Maurizio Campanelli is an Italian researcher who specialises in prehistoric archaeology, and born in a small medieval town near Taranto in the region of Puglia. He graduated in classical languages and studies at the University of Bari, with a consequent specialisation in archeology, attained with a master by coursework. After several years of field work at archaeological sites in Europe, in 2012 he decided to relocate to Melbourne.
But what is an Italian archaeologist doing in Australia? This is the question that prompted me to meet with him and write this article.
He came to Melbourne to follow his partner, who started a PhD in archaeology with a focus on archaeological sciences. At the time, he had no idea that he would have the opportunity to further his studies, until he participated as volunteer at the archaeological excavation at the old Carlton United Brewery site, northwest of Melbourne CBD. Run by La Trobe University, the excavation aimed to unveil evidence of Melbourne’s early history.
Maurizio’s desire to undertake a PhD course was prompted by this first approach to Australian archaeology and the friendly high standard academic environment he encountered. This was made possible through a Postgraduate Research Scholarship by La Trobe University in 2014.
The topic of his current research is a study of the last 11,000 years of human occupation in central western Victoria; an area traditionally belonged to the Jadawadjali people.
“In Australian Indigenous archaeology is not easy to predict what you will be uncovering, where and how old it is,” Maurizio explains, when asking him about his expectations while digging in Victoria. An archaeologist however, has high chances to run into surprising revelations, bringing to light what has been long buried under soil and dust. This is exactly what happened in 2015, when he was allowed to conduct a field investigation in collaboration with the Barengi Gadjin Land Council Aboriginal Corporation.

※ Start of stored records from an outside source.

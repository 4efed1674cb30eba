//! Sequence assets and their runtime activations

use crate::binding::BindingReferenceTable;
use crate::custom::SpawnableBinding;
use crate::handle::Slots;
use crate::ids::{BindingId, BindingIndex, SequenceId, SequenceInstanceId};
use crate::playback::PlaybackState;
use serde::{Deserialize, Serialize};
use smallvec::SmallVec;
use std::collections::{BTreeMap, BTreeSet, HashMap};

/// A sequence asset: its binding table plus legacy spawnables.
///
/// Legacy spawnables predate multi-reference bindings; each one is a single
/// spawnable at binding index 0 and has no entry in the reference table.
#[derive(Debug, Clone, PartialEq, Serialize, Deserialize)]
pub struct Sequence {
    pub id: SequenceId,
    pub name: String,
    #[serde(default)]
    pub bindings: BindingReferenceTable,
    #[serde(default, skip_serializing_if = "BTreeMap::is_empty")]
    pub spawnables: BTreeMap<BindingId, SpawnableBinding>,
}

impl Sequence {
    pub fn new(id: SequenceId, name: impl Into<String>) -> Self {
        Self {
            id,
            name: name.into(),
            bindings: BindingReferenceTable::new(),
            spawnables: BTreeMap::new(),
        }
    }

    /// Declare a legacy spawnable, replacing any previous one for `id`.
    pub fn add_spawnable(
        &mut self,
        id: BindingId,
        spawnable: SpawnableBinding,
    ) -> Option<SpawnableBinding> {
        self.spawnables.insert(id, spawnable)
    }

    /// The legacy spawnable for `id`.
    pub fn spawnable(&self, id: BindingId) -> Option<&SpawnableBinding> {
        self.spawnables.get(&id)
    }

    /// The spawnable `(id, index)` behaves as in `state`.
    pub fn find_spawnable(
        &self,
        id: BindingId,
        index: BindingIndex,
        state: &PlaybackState<'_>,
    ) -> Option<&SpawnableBinding> {
        self.spawnable_in(id, index, state.is_preview())
    }

    pub(crate) fn spawnable_in(
        &self,
        id: BindingId,
        index: BindingIndex,
        preview: bool,
    ) -> Option<&SpawnableBinding> {
        if self.bindings.has_binding(id) {
            self.bindings.custom_binding(id, index)?.spawnable_in(preview)
        } else if index == 0 {
            self.spawnables.get(&id)
        } else {
            None
        }
    }

    pub(crate) fn spawnable_in_mut(
        &mut self,
        id: BindingId,
        index: BindingIndex,
        preview: bool,
    ) -> Option<&mut SpawnableBinding> {
        if self.bindings.has_binding(id) {
            self.bindings
                .custom_binding_mut(id, index)?
                .spawnable_in_mut(preview)
        } else if index == 0 {
            self.spawnables.get_mut(&id)
        } else {
            None
        }
    }

    /// Every binding index of `id` that spawns in `state`.
    pub fn spawnable_indices(
        &self,
        id: BindingId,
        state: &PlaybackState<'_>,
    ) -> SmallVec<[BindingIndex; 4]> {
        let preview = state.is_preview();
        if self.bindings.has_binding(id) {
            self.bindings
                .references(id)
                .iter()
                .enumerate()
                .filter(|(_, reference)| {
                    reference
                        .custom_binding
                        .as_ref()
                        .is_some_and(|custom| custom.spawnable_in(preview).is_some())
                })
                .map(|(index, _)| index)
                .collect()
        } else if self.spawnables.contains_key(&id) {
            smallvec::smallvec![0]
        } else {
            SmallVec::new()
        }
    }

    /// Every binding id declared by this sequence, in order.
    pub fn binding_ids(&self) -> BTreeSet<BindingId> {
        self.bindings
            .binding_ids()
            .chain(self.spawnables.keys().copied())
            .collect()
    }

    /// `base`, or `base_N` if a spawnable of this sequence already uses it.
    pub fn unique_spawnable_name(&self, base: &str) -> String {
        let taken: BTreeSet<String> = self
            .spawnables
            .values()
            .chain(self.bindings.iter().filter_map(|reference| {
                reference.custom_binding.as_ref()?.spawnable_in(true)
            }))
            .map(SpawnableBinding::spawn_name)
            .collect();
        if !taken.contains(base) {
            return base.to_string();
        }
        (1u32..)
            .map(|suffix| format!("{base}_{suffix}"))
            .find(|candidate| !taken.contains(candidate))
            .unwrap_or_else(|| base.to_string())
    }
}

/// Every sequence a playback session can evaluate.
#[derive(Debug, Clone, Default)]
pub struct SequenceLibrary {
    sequences: BTreeMap<SequenceId, Sequence>,
}

impl SequenceLibrary {
    pub fn new() -> Self {
        Self::default()
    }

    pub fn insert(&mut self, sequence: Sequence) -> Option<Sequence> {
        self.sequences.insert(sequence.id, sequence)
    }

    pub fn get(&self, id: SequenceId) -> Option<&Sequence> {
        self.sequences.get(&id)
    }

    pub fn get_mut(&mut self, id: SequenceId) -> Option<&mut Sequence> {
        self.sequences.get_mut(&id)
    }

    pub fn iter(&self) -> impl Iterator<Item = &Sequence> {
        self.sequences.values()
    }

    pub fn len(&self) -> usize {
        self.sequences.len()
    }

    pub fn is_empty(&self) -> bool {
        self.sequences.is_empty()
    }
}

crate::define_handle!(
    InstanceHandle,
    "Handle to a live sequence instance; stops resolving once the instance is removed."
);

/// One activation of a sequence.
#[derive(Debug, Clone, PartialEq, Eq)]
pub struct SequenceInstance {
    pub id: SequenceInstanceId,
    pub sequence: SequenceId,
    pub parent: Option<SequenceInstanceId>,
    pub finished: bool,
}

impl SequenceInstance {
    pub fn is_sub_sequence(&self) -> bool {
        self.parent.is_some()
    }

    /// A finished sub-sequence hands lifetime decisions to its ancestors.
    pub fn is_finished_sub_sequence(&self) -> bool {
        self.finished && self.is_sub_sequence()
    }
}

/// The activation hierarchy of one playback session.
pub struct SequenceInstances {
    slots: Slots<SequenceInstance>,
    by_id: HashMap<SequenceInstanceId, InstanceHandle>,
    next_id: u32,
    root_sequence: SequenceId,
}

impl SequenceInstances {
    /// Hierarchy with the root instance of `root_sequence` already active.
    pub fn new(root_sequence: SequenceId) -> Self {
        let mut instances = Self {
            slots: Slots::new(),
            by_id: HashMap::new(),
            next_id: SequenceInstanceId::ROOT.0,
            root_sequence,
        };
        instances.activate(root_sequence, None);
        instances
    }

    fn activate(
        &mut self,
        sequence: SequenceId,
        parent: Option<SequenceInstanceId>,
    ) -> (SequenceInstanceId, InstanceHandle) {
        let id = SequenceInstanceId(self.next_id);
        self.next_id += 1;
        let (index, generation) = self.slots.insert(SequenceInstance {
            id,
            sequence,
            parent,
            finished: false,
        });
        let handle = InstanceHandle::new(index, generation);
        self.by_id.insert(id, handle);
        (id, handle)
    }

    pub fn root_sequence(&self) -> SequenceId {
        self.root_sequence
    }

    /// Activate `sequence` under `parent`. Every call is a new activation,
    /// so each loop iteration gets its own id.
    pub fn add_sub_sequence(
        &mut self,
        parent: SequenceInstanceId,
        sequence: SequenceId,
    ) -> Option<(SequenceInstanceId, InstanceHandle)> {
        if !self.by_id.contains_key(&parent) {
            return None;
        }
        Some(self.activate(sequence, Some(parent)))
    }

    pub fn finish(&mut self, id: SequenceInstanceId) -> bool {
        match self.get_by_id_mut(id) {
            Some(instance) => {
                instance.finished = true;
                true
            }
            None => false,
        }
    }

    /// Drop an activation; its handle stops resolving.
    pub fn remove(&mut self, id: SequenceInstanceId) -> Option<SequenceInstance> {
        let handle = self.by_id.remove(&id)?;
        self.slots.remove(handle.index(), handle.generation())
    }

    pub fn get(&self, handle: InstanceHandle) -> Option<&SequenceInstance> {
        self.slots.get(handle.index(), handle.generation())
    }

    pub fn get_by_id(&self, id: SequenceInstanceId) -> Option<&SequenceInstance> {
        self.get(*self.by_id.get(&id)?)
    }

    fn get_by_id_mut(&mut self, id: SequenceInstanceId) -> Option<&mut SequenceInstance> {
        let handle = *self.by_id.get(&id)?;
        self.slots.get_mut(handle.index(), handle.generation())
    }

    pub fn handle_of(&self, id: SequenceInstanceId) -> Option<InstanceHandle> {
        self.by_id.get(&id).copied()
    }

    pub fn root(&self) -> Option<InstanceHandle> {
        self.handle_of(SequenceInstanceId::ROOT)
    }

    pub fn sequence_of(&self, id: SequenceInstanceId) -> Option<SequenceId> {
        self.get_by_id(id).map(|instance| instance.sequence)
    }

    pub fn children_of(&self, id: SequenceInstanceId) -> Vec<SequenceInstanceId> {
        let mut children: Vec<_> = self
            .slots
            .iter()
            .filter(|(_, _, instance)| instance.parent == Some(id))
            .map(|(_, _, instance)| instance.id)
            .collect();
        children.sort();
        children
    }

    pub fn len(&self) -> usize {
        self.slots.len()
    }

    pub fn is_empty(&self) -> bool {
        self.slots.is_empty()
    }
}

From the preliminary results, the collaboration developed into a project of experimental archaeology consisting in the re-creation of an Aboriginal earth oven with “clay balls”, traditionally used to cook vegetable foods in wetter environments. Originally excavated at a swamp area near Clear Lake, the earth oven was re-constructed on the southern bank of the Wimmera River near Horsham. It consists of an earthen fire pit filled with lumps of clay that act as heat retainers when the pit is layered with foods and sealed. It may be considered a slow-cooking method or “moist baking” as Maurizio suggests.
Re-construction apart, the experimental procedure has involved the cooking of Murnong (also known as Yam Daisy), a tuber traditionally recognised as a staple food for the Aboriginal peoples of Victoria. Nearly brought to extinction by European settlement and early pastoral development, the tubers have been donated by an amateur grower from the Geelong suburb of Corio. More importantly, Aboriginal communities are striving to reintroduce them as part of their cultural and alimentary practices.
Maurizio’s contribution has been important for the success of this experimental revival which restores a “broken tradition”. Starting in October 2015, the Barengi Gadjin Land Council is keen to make this ancient culinary practice an annual event celebrating the Aboriginal connection to the Country.
The common aim of an archaeologist is to record, interpret and preserve ancient material remains for future generations. The Indigenous cultures of Australia are the oldest continuous living cultures on earth, it follows that Indigenous archaeology can be rightly considered a social science with the potential of supporting Aboriginal self-determination. Experimental archaeology, among many other possibilities, shall serve as a tool to recover and revive intangible heritage.
Keen to complete his PhD degree despite living on a budget, Maurizio is driven by passion and gratitude, and makes it a public utility, no matter the dust and the difficulties he may be rolling into.